Going to depend on your area and habits. If you're diligent about clearing and don't have a bunch of loose asphalt or rocks you'll probably never break one. On the other hand if your drive is a mess or you let areas turn into packed ice you'll break them left right and center. 


Toro uses grade 5 bolts. Its not a classic "shear" pin but they still serve the same purpose. If you hit an obstruction you'll still either break that bolt or bend your rake so its misleading to think a Toro doesn't have the same function. Toro builds the better gear box (steel vs brass-and they never leak) but Ariens has better quality rakes with zerks for grease to prevent them from rusting in place.


----------



## Tony P. (Jan 9, 2017)

Three points here. First and foremost, I can see numerous criteria for selecting one snow thrower versus another but couldn't imagine shear pins (costing $2) to be on that list.
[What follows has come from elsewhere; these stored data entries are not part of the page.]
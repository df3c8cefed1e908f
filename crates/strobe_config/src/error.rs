//! Error types for configuration loading and validation.

/// Errors that can occur when loading or validating a `strobe.toml`
/// configuration.
#[derive(Debug, thiserror::Error)]
pub enum ConfigError {
    /// An I/O error occurred while reading the configuration file.
    #[error("failed to read configuration: {0}")]
    IoError(#[from] std::io::Error),

    /// The TOML content could not be parsed.
    #[error("failed to parse configuration: {0}")]
    ParseError(String),

    /// A configuration value failed validation.
    #[error("validation error: {0}")]
    ValidationError(String),
}
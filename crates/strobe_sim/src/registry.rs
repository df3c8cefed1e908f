//! Name-keyed signal access for peek and poke.
//!
//! [`SignalRegistry::build`] walks an instance's declared signals and
//! registers an O(1) slot per signal under its dotted hierarchical name
//! `<Kind>.<localName>` — the same names a waveform header implies through
//! its scope and variable declarations. Slots hold a declaration index and
//! width, independent of physical layout, so a registry built for one
//! instance works for any same-kind instance.

use std::collections::HashMap;

use strobe_common::Bits;

use crate::circuit::CircuitInstance;
use crate::error::SimError;

/// An O(1) accessor bound to one declared signal.
struct SignalSlot {
    index: usize,
    width: u32,
}

/// Dotted-name lookup table over a circuit kind's signals.
pub struct SignalRegistry {
    kind: &'static str,
    slots: HashMap<String, SignalSlot>,
}

impl SignalRegistry {
    /// Builds the mapping from an instance's declared signals.
    pub fn build(instance: &CircuitInstance) -> Self {
        let kind = instance.kind();
        let mut slots = HashMap::new();
        for (index, signal) in instance.signals().iter().enumerate() {
            slots.insert(
                format!("{kind}.{}", signal.name),
                SignalSlot {
                    index,
                    width: signal.width,
                },
            );
        }
        Self { kind, slots }
    }

    /// Resolves a dotted name, falling back to the kind-qualified form for
    /// bare local names.
    fn resolve(&self, name: &str) -> Option<&SignalSlot> {
        self.slots
            .get(name)
            .or_else(|| self.slots.get(&format!("{}.{name}", self.kind)))
    }

    /// Returns true if `name` resolves to a registered signal.
    pub fn contains(&self, name: &str) -> bool {
        self.resolve(name).is_some()
    }

    /// Reads the current value of a named signal.
    ///
    /// Fails with [`SimError::UnknownSignal`] for unregistered names.
    pub fn peek(&self, instance: &CircuitInstance, name: &str) -> Result<Bits, SimError> {
        debug_assert_eq!(instance.kind(), self.kind, "registry bound to one kind");
        let slot = self.resolve(name).ok_or_else(|| SimError::UnknownSignal {
            name: name.to_string(),
        })?;
        Ok(instance.signals()[slot.index].value.clone())
    }

    /// Writes a value to a named signal.
    ///
    /// Fails with [`SimError::UnknownSignal`] for unregistered names and
    /// with [`SimError::WidthMismatch`] when the value has significant bits
    /// beyond the signal's declared width. An accepted value is stored
    /// truncated to the declared width.
    pub fn poke(
        &self,
        instance: &mut CircuitInstance,
        name: &str,
        value: &Bits,
    ) -> Result<(), SimError> {
        debug_assert_eq!(instance.kind(), self.kind, "registry bound to one kind");
        let slot = self.resolve(name).ok_or_else(|| SimError::UnknownSignal {
            name: name.to_string(),
        })?;
        if !value.fits_width(slot.width) {
            return Err(SimError::WidthMismatch {
                name: name.to_string(),
                width: slot.width,
            });
        }
        instance.signals_mut()[slot.index].value = value.truncate(slot.width);
        Ok(())
    }
}
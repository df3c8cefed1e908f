//! Shared foundational types for the Strobe simulation runtime.
//!
//! This crate provides the fixed-width bit vector used for every signal
//! value in the simulator, together with the errors its operations can
//! produce.

#![warn(missing_docs)]

pub mod bits;
pub mod error;

pub use bits::Bits;
pub use error::BitsError;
Consider changing your question to "Why should I buy one Ariens instead of a similar Toro".

Second, consider a shear pin to be like a circuit breaker. Would you consider a circuit breaker that trips often to be better than one that doesn't?

Beyond that, there are countless reasons why a shear pin breaks including many having nothing to do with either the shear pin or the snow thrower.


----------



## nwcove (Mar 2, 2015)

havent heard of this issue with ariens products. i use both my vintage ariens and my " low quality" ariens sno tek on my gravel drive, have yet to break a pin. i do rake about a half wheel barrow load of gravel off my lawn every spring.


----------



## Chinook (Nov 4, 2016)

Thanks for the input. No ice or big rocks -hopefully! Had seen a few concerns but maybe they are running into more serious objects. Odd piece of 1" gravel here but sounding like it can handle it. Just do not want to be replacing them each time or multiple times I head out and want to get a suitable machine for the situation that will run smoothly.


----------



## Sid (Jan 31, 2014)

I would be more comfortable with actual shear pins than grade 5 bolts, because it would might "egg" the holes in the auger tube before they shear, I have experienced that, especially if the bolts are 5/16". Maybe those 1/4" ones that are on some smaller machines might break easier. Not much worse than SB repairs a few hundred feet from your garage.
Sid


----------



## BeerGhost (Dec 17, 2013)

In 32 years of snowblowing I have never broken a shear pin yet on my ariens
Made confetti from newspapers a few times. I grease the augers and spin em on the shaft every year.
924039
920013


----------



## Kielbasa (Dec 21, 2013)

Well BearGhost, you have me beat. In the 32 years that I have been using my 1971 Ariens machine, I think I have only broken one that I can remember. 

And a theory of mine is... if you have a machine with serrated augers, I would think that you would break a shear pin bolt a little bit easier because the augers would get caught and grab on to objects a lot easier. 

I know the other side of the coin would be that they probably slice and dice up snow chunks better, but I have never had any problems with a non serrated auger. 



BeerGhost said:


> In 32 years of snowblowing I have never broken a shear pin yet on my ariens
> Made confetti from newspapers a few times. I grease the augers and spin em on the shaft every year.
> 924039
> 920013


----------



## skutflut (Oct 16, 2015)

I find a sure fire way to break a shear bolt is to try and ingest an 8" high 6" diameter clay flower pot full of frozen dirt that was hiding under 9" of snow. 

I called it my shear bolt verification run. Only did it once, no more flower pots on the patio area after October.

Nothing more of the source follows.